SOURCE MATERIAL
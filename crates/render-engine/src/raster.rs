//! CPU frame buffer with SVG-rendered text.
//!
//! Text is laid out and rasterized by usvg/resvg so that measurement and
//! drawing use the same shaping and the same font database.

use std::sync::Arc;

use clipforge_media_model::Rgba;

use crate::host::{FontSpec, RasterSurface, TextShadow, VideoFrame};

/// Average advance of a glyph relative to the font size, used when no
/// font can be resolved.
const FALLBACK_ADVANCE: f64 = 0.55;

/// Build a font database with the system fonts loaded.
pub fn system_fontdb() -> Arc<usvg::fontdb::Database> {
    let mut db = usvg::fontdb::Database::new();
    db.load_system_fonts();
    tracing::debug!(faces = db.len(), "Loaded system fonts");
    Arc::new(db)
}

fn escape_xml(text: &str) -> String {
    let mut out = String::with_capacity(text.len());
    for c in text.chars() {
        match c {
            '&' => out.push_str("&amp;"),
            '<' => out.push_str("&lt;"),
            '>' => out.push_str("&gt;"),
            '"' => out.push_str("&quot;"),
            '\'' => out.push_str("&apos;"),
            c => out.push(c),
        }
    }
    out
}

/// `<text>` element for one caption line.
fn text_element(text: &str, x: f64, y: f64, font: &FontSpec, color: Rgba, filter: bool) -> String {
    format!(
        r#"<text x="{x}" y="{y}" font-family="{family}" font-size="{size}" fill="{fill}" fill-opacity="{opacity}" dominant-baseline="middle" xml:space="preserve"{filter}>{body}</text>"#,
        family = escape_xml(&font.family),
        size = font.size_px,
        fill = color.to_hex_rgb(),
        opacity = color.alpha_f32(),
        filter = if filter { r#" filter="url(#shadow)""# } else { "" },
        body = escape_xml(text),
    )
}

fn shadow_filter(shadow: &TextShadow) -> String {
    format!(
        r#"<defs><filter id="shadow" x="-50%" y="-50%" width="200%" height="200%"><feDropShadow dx="{dx}" dy="{dy}" stdDeviation="{sd}" flood-color="{color}" flood-opacity="{opacity}"/></filter></defs>"#,
        dx = shadow.offset_x,
        dy = shadow.offset_y,
        sd = shadow.blur / 2.0,
        color = shadow.color.to_hex_rgb(),
        opacity = shadow.color.alpha_f32(),
    )
}

/// Composite one premultiplied source pixel over a straight-alpha
/// destination pixel.
fn blend_premultiplied(dst: &mut [u8], src: [f32; 4]) {
    let sa = src[3];
    if sa <= 0.0 {
        return;
    }
    let da = dst[3] as f32 / 255.0;
    let out_a = sa + da * (1.0 - sa);
    for i in 0..3 {
        let d = dst[i] as f32 / 255.0 * da;
        let premul = src[i] + d * (1.0 - sa);
        dst[i] = (premul / out_a * 255.0).round().clamp(0.0, 255.0) as u8;
    }
    dst[3] = (out_a * 255.0).round().clamp(0.0, 255.0) as u8;
}

/// RGBA8 frame buffer implementing [`RasterSurface`].
pub struct RgbaSurface {
    frame: VideoFrame,
    fontdb: Arc<usvg::fontdb::Database>,
}

impl RgbaSurface {
    pub fn new(width: u32, height: u32) -> Self {
        Self::with_fontdb(width, height, system_fontdb())
    }

    /// Surface for jobs that never draw text.
    pub fn without_fonts(width: u32, height: u32) -> Self {
        Self::with_fontdb(width, height, Arc::new(usvg::fontdb::Database::new()))
    }

    pub fn with_fontdb(width: u32, height: u32, fontdb: Arc<usvg::fontdb::Database>) -> Self {
        Self {
            frame: VideoFrame::new(width, height),
            fontdb,
        }
    }

    fn parse(&self, svg: &str) -> Option<usvg::Tree> {
        let opts = usvg::Options {
            fontdb: Arc::clone(&self.fontdb),
            ..Default::default()
        };
        match usvg::Tree::from_data(svg.as_bytes(), &opts) {
            Ok(tree) => Some(tree),
            Err(e) => {
                tracing::warn!(error = %e, "Failed to build caption text tree");
                None
            }
        }
    }

    fn estimate_width(text: &str, font: &FontSpec) -> f64 {
        text.chars().count() as f64 * font.size_px * FALLBACK_ADVANCE
    }
}

impl RasterSurface for RgbaSurface {
    fn size(&self) -> (u32, u32) {
        (self.frame.width, self.frame.height)
    }

    fn resize(&mut self, width: u32, height: u32) {
        if (width, height) != self.size() {
            self.frame = VideoFrame::new(width, height);
        }
    }

    /// Nearest-neighbor scale of `frame` onto the whole surface.
    fn draw_image(&mut self, frame: &VideoFrame) {
        self.frame.pts_secs = frame.pts_secs;
        let (dw, dh) = self.size();
        if (frame.width, frame.height) == (dw, dh) {
            self.frame.data.copy_from_slice(&frame.data);
            return;
        }
        if frame.width == 0 || frame.height == 0 {
            return;
        }
        for y in 0..dh {
            let sy = (y as u64 * frame.height as u64 / dh as u64) as usize;
            for x in 0..dw {
                let sx = (x as u64 * frame.width as u64 / dw as u64) as usize;
                let s = (sy * frame.width as usize + sx) * 4;
                let d = (y as usize * dw as usize + x as usize) * 4;
                self.frame.data[d..d + 4].copy_from_slice(&frame.data[s..s + 4]);
            }
        }
    }

    fn fill_rect(&mut self, x: f64, y: f64, width: f64, height: f64, color: Rgba) {
        let (fw, fh) = self.size();
        let x0 = x.max(0.0).round() as u32;
        let y0 = y.max(0.0).round() as u32;
        let x1 = ((x + width).round().max(0.0) as u32).min(fw);
        let y1 = ((y + height).round().max(0.0) as u32).min(fh);
        let a = color.alpha_f32();
        let src = [
            color.r as f32 / 255.0 * a,
            color.g as f32 / 255.0 * a,
            color.b as f32 / 255.0 * a,
            a,
        ];
        for py in y0..y1 {
            for px in x0..x1 {
                let i = (py as usize * fw as usize + px as usize) * 4;
                blend_premultiplied(&mut self.frame.data[i..i + 4], src);
            }
        }
    }

    fn measure_text(&self, text: &str, font: &FontSpec) -> f64 {
        if text.is_empty() {
            return 0.0;
        }
        if self.fontdb.is_empty() {
            return Self::estimate_width(text, font);
        }
        let canvas_w = (Self::estimate_width(text, font) * 4.0).max(1.0).ceil();
        let canvas_h = (font.size_px * 3.0).max(1.0).ceil();
        let svg = format!(
            r#"<svg xmlns="http://www.w3.org/2000/svg" width="{canvas_w}" height="{canvas_h}">{}</svg>"#,
            text_element(text, 0.0, canvas_h / 2.0, font, Rgba::BLACK, false)
        );
        let width = self
            .parse(&svg)
            .map(|tree| tree.root().abs_bounding_box().width() as f64)
            .unwrap_or(0.0);
        if width > 0.0 {
            width
        } else {
            Self::estimate_width(text, font)
        }
    }

    fn fill_text(
        &mut self,
        text: &str,
        x: f64,
        y: f64,
        font: &FontSpec,
        color: Rgba,
        shadow: Option<&TextShadow>,
    ) {
        if text.trim().is_empty() {
            return;
        }
        let (fw, fh) = self.size();
        let margin = shadow.map_or(0.0, |s| s.blur * 2.0 + s.offset_x.abs().max(s.offset_y.abs()));
        let text_w = self.measure_text(text, font);

        // Only the region around the line is rasterized.
        let left = (x - font.size_px - margin).floor().max(0.0);
        let top = (y - font.size_px - margin).floor().max(0.0);
        let right = (x + text_w + font.size_px + margin).ceil().min(fw as f64);
        let bottom = (y + font.size_px + margin).ceil().min(fh as f64);
        if right <= left || bottom <= top {
            return;
        }
        let (rw, rh) = ((right - left) as u32, (bottom - top) as u32);

        let svg = format!(
            r#"<svg xmlns="http://www.w3.org/2000/svg" width="{fw}" height="{fh}">{}{}</svg>"#,
            shadow.map(shadow_filter).unwrap_or_default(),
            text_element(text, x, y, font, color, shadow.is_some()),
        );
        let Some(tree) = self.parse(&svg) else {
            return;
        };
        let Some(mut pixmap) = resvg::tiny_skia::Pixmap::new(rw, rh) else {
            tracing::warn!(width = rw, height = rh, "Failed to allocate text pixmap");
            return;
        };
        let xform = resvg::tiny_skia::Transform::from_translate(-left as f32, -top as f32);
        resvg::render(&tree, xform, &mut pixmap.as_mut());

        let (ox, oy) = (left as usize, top as usize);
        for (row, src_row) in pixmap.data().chunks_exact(rw as usize * 4).enumerate() {
            for (col, px) in src_row.chunks_exact(4).enumerate() {
                if px[3] == 0 {
                    continue;
                }
                let i = ((oy + row) * fw as usize + ox + col) * 4;
                let src = [
                    px[0] as f32 / 255.0,
                    px[1] as f32 / 255.0,
                    px[2] as f32 / 255.0,
                    px[3] as f32 / 255.0,
                ];
                blend_premultiplied(&mut self.frame.data[i..i + 4], src);
            }
        }
    }

    fn snapshot(&self) -> &VideoFrame {
        &self.frame
    }
}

REQUIRED ACTION
Each line in which the string "http" is found must be copied from the data.

ANSWER BOX
            r#"<svg xmlns="http://www.w3.org/2000/svg" width="{canvas_w}" height="{canvas_h}">{}</svg>"#,
            r#"<svg xmlns="http://www.w3.org/2000/svg" width="{fw}" height="{fh}">{}{}</svg>"#,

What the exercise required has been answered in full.